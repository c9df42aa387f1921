use analysis::{
    average_entropy, movie_popularity, write_summary, BasicStats, GenreExpansion, Summary,
    SUMMARY_FILE,
};
use anyhow::{Context, Result};
use charts::{
    render_genre_distribution, render_movie_popularity, render_rating_distribution,
    render_user_entropy, GENRE_DISTRIBUTION_FILE, MOVIE_POPULARITY_FILE,
    RATING_DISTRIBUTION_FILE, USER_ENTROPY_FILE,
};
use clap::Parser;
use colored::Colorize;
use data_loader::Dataset;
use std::fs;
use std::path::PathBuf;
use std::time::Instant;

/// ReelStats - MovieLens dataset analysis
#[derive(Parser)]
#[command(name = "reel-stats")]
#[command(about = "Exploratory analysis over a MovieLens dataset", long_about = None)]
struct Cli {
    /// Path to MovieLens dataset directory
    #[arg(short, long, default_value = "data/ml-25m")]
    data_dir: PathBuf,

    /// Directory for charts and the summary file (created if absent)
    #[arg(short, long, default_value = "results")]
    output_dir: PathBuf,
}

fn main() -> Result<()> {
    // Initialize tracing
    tracing_subscriber::fmt()
        .with_env_filter(
            tracing_subscriber::EnvFilter::try_from_default_env()
                .unwrap_or_else(|_| tracing_subscriber::EnvFilter::new("info")),
        )
        .init();

    let cli = Cli::parse();

    fs::create_dir_all(&cli.output_dir).with_context(|| {
        format!(
            "Failed to create output directory {}",
            cli.output_dir.display()
        )
    })?;

    // Load the three source tables (this may take a moment)
    println!(
        "Loading MovieLens dataset from {}...",
        cli.data_dir.display()
    );
    let start = Instant::now();
    let dataset =
        Dataset::load_from_dir(&cli.data_dir).context("Failed to load MovieLens dataset")?;
    let (ratings, movies, tags) = dataset.counts();
    println!(
        "{} Loaded {} ratings, {} movies, {} tags in {:?}",
        "✓".green(),
        ratings,
        movies,
        tags,
        start.elapsed()
    );

    // Basic stats over the ratings table
    let stats = BasicStats::compute(&dataset.ratings);
    println!("\n{}", "Basic statistics:".bold().blue());
    println!("{}Unique users:  {}", "• ".green(), stats.n_users);
    println!("{}Unique movies: {}", "• ".green(), stats.n_movies);
    println!("{}Total ratings: {}", "• ".green(), stats.total_ratings);

    // Rating distribution chart
    let rating_values: Vec<f32> = dataset.ratings.iter().map(|r| r.rating).collect();
    render_rating_distribution(&rating_values, &cli.output_dir)
        .context("Failed to render rating distribution")?;
    println!("\n{} Wrote {}", "✓".green(), RATING_DISTRIBUTION_FILE);

    // Per-movie aggregates feed the popularity chart
    let popularity = movie_popularity(&dataset);
    let rating_counts: Vec<u64> = popularity.iter().map(|p| p.rating_count).collect();
    render_movie_popularity(&rating_counts, &cli.output_dir)
        .context("Failed to render movie popularity")?;
    println!("{} Wrote {}", "✓".green(), MOVIE_POPULARITY_FILE);

    // Genre expansion feeds the entropy and distribution charts
    let expansion = GenreExpansion::expand(&dataset);
    let entropies = expansion.user_entropies();
    let entropy_values: Vec<f64> = entropies.iter().map(|e| e.genre_entropy).collect();
    render_user_entropy(&entropy_values, &cli.output_dir)
        .context("Failed to render user genre entropy")?;
    println!("{} Wrote {}", "✓".green(), USER_ENTROPY_FILE);

    let shares: Vec<(String, f64)> = expansion
        .genre_distribution()
        .iter()
        .map(|s| (s.genre.clone(), s.proportion))
        .collect();
    render_genre_distribution(&shares, &cli.output_dir)
        .context("Failed to render global genre distribution")?;
    println!("{} Wrote {}", "✓".green(), GENRE_DISTRIBUTION_FILE);

    let average = average_entropy(&entropies);
    println!(
        "\n{}Average user genre entropy: {:.3}",
        "• ".cyan(),
        average
    );

    // Summary row, the only non-image output
    let summary = Summary {
        n_users: stats.n_users,
        n_movies: stats.n_movies,
        total_ratings: stats.total_ratings,
        average_genre_entropy: average,
    };
    write_summary(&summary, &cli.output_dir).context("Failed to write summary file")?;
    println!("{} Wrote {}", "✓".green(), SUMMARY_FILE);

    println!(
        "\n{} Analysis complete! Results saved in {}",
        "✓".green(),
        cli.output_dir.display()
    );
    Ok(())
}
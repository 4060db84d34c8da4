//! Reconciliation of parsed captions against stored characters, and the
//! reverse lookup from a photo back to its character.

use crate::character::{CharacterFragment, CharacterRecord};
use crate::error::CoreError;
use crate::store::{CharacterStore, Upserted};

/// Result of submitting a parsed caption.
#[derive(Debug, Clone, PartialEq, Eq)]
pub enum Outcome {
    /// No record had this `char_id`; a new one was created.
    Added(CharacterRecord),
    /// The record with this `char_id` now carries the new name and photo.
    Updated(CharacterRecord),
}

impl Outcome {
    pub fn record(&self) -> &CharacterRecord {
        match self {
            Outcome::Added(record) | Outcome::Updated(record) => record,
        }
    }
}

/// Insert or update the character described by `fragment`, keyed on
/// `char_id`, associating it with `photo_ref`.
///
/// Uses the store's atomic upsert so concurrent submissions of the same
/// `char_id` never produce duplicates.
pub async fn reconcile(
    store: &dyn CharacterStore,
    fragment: CharacterFragment,
    photo_ref: &str,
) -> Result<Outcome, CoreError> {
    let record = fragment.with_photo(photo_ref);
    let outcome = match store.upsert_by_char_id(&record).await? {
        Upserted::Inserted(record) => Outcome::Added(record),
        Upserted::Updated(record) => Outcome::Updated(record),
    };

    tracing::info!(
        char_id = outcome.record().char_id,
        photo_ref,
        added = matches!(outcome, Outcome::Added(_)),
        "Character reconciled"
    );
    Ok(outcome)
}

/// Resolve a photo identifier to the character stored with it.
pub async fn lookup(
    store: &dyn CharacterStore,
    photo_ref: &str,
) -> Result<Option<CharacterRecord>, CoreError> {
    Ok(store.find_by_photo_ref(photo_ref).await?)
}

#[cfg(test)]
mod tests {
    use std::sync::Arc;

    use assert_matches::assert_matches;

    use super::*;
    use crate::memory::MemoryCharacterStore;

    fn fragment(name: &str, char_id: i64) -> CharacterFragment {
        CharacterFragment {
            name: name.to_string(),
            char_id,
        }
    }

    #[tokio::test]
    async fn first_submission_adds() {
        let store = MemoryCharacterStore::new();
        let outcome = reconcile(&store, fragment("Thor", 7), "p7").await.unwrap();

        assert_matches!(outcome, Outcome::Added(ref r) if r.name == "Thor" && r.char_id == 7);
        assert_eq!(store.records().await.len(), 1);
    }

    #[tokio::test]
    async fn resubmission_updates_without_duplicating() {
        let store = MemoryCharacterStore::new();
        let first = reconcile(&store, fragment("Thor", 7), "p7").await.unwrap();
        let second = reconcile(&store, fragment("Thor", 7), "p7").await.unwrap();

        assert_matches!(first, Outcome::Added(_));
        assert_matches!(second, Outcome::Updated(_));
        assert_eq!(store.count_by_char_id(7).await, 1);
    }

    #[tokio::test]
    async fn resubmission_reassigns_photo_and_name() {
        let store = MemoryCharacterStore::new();
        reconcile(&store, fragment("Hulk", 42), "A").await.unwrap();
        let outcome = reconcile(&store, fragment("Bruce Banner", 42), "B")
            .await
            .unwrap();

        assert_matches!(outcome, Outcome::Updated(_));
        let records = store.records().await;
        assert_eq!(records.len(), 1);
        assert_eq!(records[0].photo_ref, "B");
        assert_eq!(records[0].name, "Bruce Banner");
        assert!(lookup(&store, "A").await.unwrap().is_none());
    }

    #[tokio::test]
    async fn distinct_ids_are_independent() {
        let store = MemoryCharacterStore::new();
        reconcile(&store, fragment("Thor", 7), "p7").await.unwrap();
        reconcile(&store, fragment("Loki", 8), "p8").await.unwrap();

        assert_eq!(store.records().await.len(), 2);
    }

    #[tokio::test]
    async fn lookup_round_trip() {
        let store = MemoryCharacterStore::new();
        reconcile(&store, fragment("Thor", 7), "p7").await.unwrap();

        let found = lookup(&store, "p7").await.unwrap().unwrap();
        assert_eq!(found.name, "Thor");
        assert_eq!(found.char_id, 7);
        assert!(lookup(&store, "unknown").await.unwrap().is_none());
    }

    #[tokio::test]
    async fn lookup_with_shared_photo_returns_oldest() {
        let store = MemoryCharacterStore::new();
        reconcile(&store, fragment("Thor", 7), "shared").await.unwrap();
        reconcile(&store, fragment("Loki", 8), "shared").await.unwrap();

        let found = lookup(&store, "shared").await.unwrap().unwrap();
        assert_eq!(found.char_id, 7);
    }

    #[tokio::test]
    async fn concurrent_submissions_leave_one_record() {
        let store = Arc::new(MemoryCharacterStore::new());
        let payloads: Vec<(String, String)> = (0..16)
            .map(|i| (format!("Name {i}"), format!("photo-{i}")))
            .collect();

        let tasks = payloads.iter().cloned().map(|(name, photo)| {
            let store = Arc::clone(&store);
            tokio::spawn(async move {
                reconcile(store.as_ref(), fragment(&name, 42), &photo).await
            })
        });
        for result in futures::future::join_all(tasks).await {
            result.unwrap().unwrap();
        }

        let records = store.records().await;
        assert_eq!(records.len(), 1);
        assert!(payloads
            .iter()
            .any(|(name, photo)| records[0].name == *name && records[0].photo_ref == *photo));
    }
}
//! Domain logic for the character caption bot.
//!
//! Everything in this crate is transport- and database-agnostic: the caption
//! parser is pure, and the reconciliation, lookup and admin registration
//! engines talk to persistence through the [`store::CharacterStore`] trait.

pub mod admin;
pub mod caption;
pub mod character;
pub mod error;
pub mod memory;
pub mod reconcile;
pub mod store;
pub mod types;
-*-*-
Description of the task: Throughout the material above, report each line holding the word "charts".

Answer to the exercise:
use charts::{
    /// Directory for charts and the summary file (created if absent)
    // Genre expansion feeds the entropy and distribution charts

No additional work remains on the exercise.